### Activity
The answer must be one number: how many lines in the records below contain the word "MissedTickBehavior".

### Data records

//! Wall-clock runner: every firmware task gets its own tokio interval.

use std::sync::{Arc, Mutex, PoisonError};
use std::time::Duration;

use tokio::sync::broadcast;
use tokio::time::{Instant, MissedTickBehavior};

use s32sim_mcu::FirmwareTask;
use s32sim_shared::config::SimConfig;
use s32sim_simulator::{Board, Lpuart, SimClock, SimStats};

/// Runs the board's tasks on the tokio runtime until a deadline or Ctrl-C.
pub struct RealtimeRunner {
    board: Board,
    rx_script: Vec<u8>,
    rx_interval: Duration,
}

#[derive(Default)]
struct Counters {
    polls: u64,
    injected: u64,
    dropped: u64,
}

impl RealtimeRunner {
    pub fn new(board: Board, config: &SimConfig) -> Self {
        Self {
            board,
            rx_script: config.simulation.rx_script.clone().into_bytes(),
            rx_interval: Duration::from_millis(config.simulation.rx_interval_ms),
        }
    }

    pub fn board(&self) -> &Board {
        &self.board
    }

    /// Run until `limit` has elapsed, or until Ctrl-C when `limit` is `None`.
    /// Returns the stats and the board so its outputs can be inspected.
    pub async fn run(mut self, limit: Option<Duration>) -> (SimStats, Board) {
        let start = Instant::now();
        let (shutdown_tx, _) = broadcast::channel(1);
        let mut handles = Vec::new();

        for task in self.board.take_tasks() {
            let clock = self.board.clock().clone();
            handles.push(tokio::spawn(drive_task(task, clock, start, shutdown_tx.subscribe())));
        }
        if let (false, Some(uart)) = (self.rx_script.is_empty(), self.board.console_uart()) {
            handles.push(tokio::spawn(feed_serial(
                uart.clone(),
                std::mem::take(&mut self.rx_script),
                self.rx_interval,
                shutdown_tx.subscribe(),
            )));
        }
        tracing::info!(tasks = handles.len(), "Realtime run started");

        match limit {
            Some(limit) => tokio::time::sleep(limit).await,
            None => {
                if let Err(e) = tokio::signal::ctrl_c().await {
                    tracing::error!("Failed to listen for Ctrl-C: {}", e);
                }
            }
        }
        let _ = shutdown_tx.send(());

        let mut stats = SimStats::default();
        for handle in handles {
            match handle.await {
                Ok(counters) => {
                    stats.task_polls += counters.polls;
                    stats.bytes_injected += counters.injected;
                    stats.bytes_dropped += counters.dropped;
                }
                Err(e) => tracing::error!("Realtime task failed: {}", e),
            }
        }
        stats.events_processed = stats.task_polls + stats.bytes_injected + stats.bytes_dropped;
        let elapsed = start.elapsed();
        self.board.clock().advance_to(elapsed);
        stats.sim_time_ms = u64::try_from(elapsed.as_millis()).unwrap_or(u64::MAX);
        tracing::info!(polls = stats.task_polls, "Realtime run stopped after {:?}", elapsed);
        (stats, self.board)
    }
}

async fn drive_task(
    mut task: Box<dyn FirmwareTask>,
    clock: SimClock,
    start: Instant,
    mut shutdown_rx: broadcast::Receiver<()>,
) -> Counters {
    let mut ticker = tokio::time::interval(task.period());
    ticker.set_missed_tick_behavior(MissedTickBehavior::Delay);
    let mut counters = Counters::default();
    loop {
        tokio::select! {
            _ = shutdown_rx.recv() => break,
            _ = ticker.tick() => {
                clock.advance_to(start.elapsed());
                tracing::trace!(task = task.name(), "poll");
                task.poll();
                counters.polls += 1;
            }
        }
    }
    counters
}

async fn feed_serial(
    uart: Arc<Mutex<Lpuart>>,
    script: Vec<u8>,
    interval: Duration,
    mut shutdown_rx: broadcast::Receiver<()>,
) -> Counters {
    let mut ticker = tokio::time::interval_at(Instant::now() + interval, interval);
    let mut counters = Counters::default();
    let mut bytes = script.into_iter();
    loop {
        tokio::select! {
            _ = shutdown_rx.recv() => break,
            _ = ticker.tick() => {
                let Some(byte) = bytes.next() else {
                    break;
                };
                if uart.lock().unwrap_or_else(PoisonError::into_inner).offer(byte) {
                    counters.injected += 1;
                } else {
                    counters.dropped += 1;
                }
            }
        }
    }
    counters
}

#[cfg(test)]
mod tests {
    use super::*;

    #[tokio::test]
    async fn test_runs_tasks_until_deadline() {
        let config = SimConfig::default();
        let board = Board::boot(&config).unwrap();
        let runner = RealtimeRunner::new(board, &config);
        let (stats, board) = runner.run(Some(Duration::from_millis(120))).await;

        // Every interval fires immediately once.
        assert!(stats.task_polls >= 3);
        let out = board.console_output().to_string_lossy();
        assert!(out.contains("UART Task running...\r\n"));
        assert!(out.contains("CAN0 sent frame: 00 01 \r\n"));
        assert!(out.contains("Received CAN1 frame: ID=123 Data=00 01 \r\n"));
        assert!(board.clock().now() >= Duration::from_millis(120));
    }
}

* * *

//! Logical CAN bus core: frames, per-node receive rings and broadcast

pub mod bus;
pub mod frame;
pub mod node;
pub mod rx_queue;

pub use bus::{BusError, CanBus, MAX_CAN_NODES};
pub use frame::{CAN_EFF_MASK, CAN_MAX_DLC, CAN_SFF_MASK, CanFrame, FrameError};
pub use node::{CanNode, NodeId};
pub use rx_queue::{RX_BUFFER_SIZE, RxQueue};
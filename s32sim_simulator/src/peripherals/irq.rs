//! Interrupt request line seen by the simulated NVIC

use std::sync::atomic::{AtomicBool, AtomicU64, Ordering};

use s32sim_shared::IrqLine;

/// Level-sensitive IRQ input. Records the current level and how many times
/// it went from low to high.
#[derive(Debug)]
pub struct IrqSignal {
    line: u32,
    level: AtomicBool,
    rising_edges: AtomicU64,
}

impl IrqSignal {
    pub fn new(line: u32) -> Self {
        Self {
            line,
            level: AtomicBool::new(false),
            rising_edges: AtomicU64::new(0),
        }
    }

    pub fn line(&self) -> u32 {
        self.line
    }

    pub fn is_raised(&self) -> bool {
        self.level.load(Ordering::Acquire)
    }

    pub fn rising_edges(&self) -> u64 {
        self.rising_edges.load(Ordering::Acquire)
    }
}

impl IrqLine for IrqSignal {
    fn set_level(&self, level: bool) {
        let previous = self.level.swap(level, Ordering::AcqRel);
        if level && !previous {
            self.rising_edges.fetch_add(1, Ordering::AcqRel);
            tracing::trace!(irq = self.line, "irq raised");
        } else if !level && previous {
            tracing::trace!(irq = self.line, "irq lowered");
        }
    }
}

### Task response
2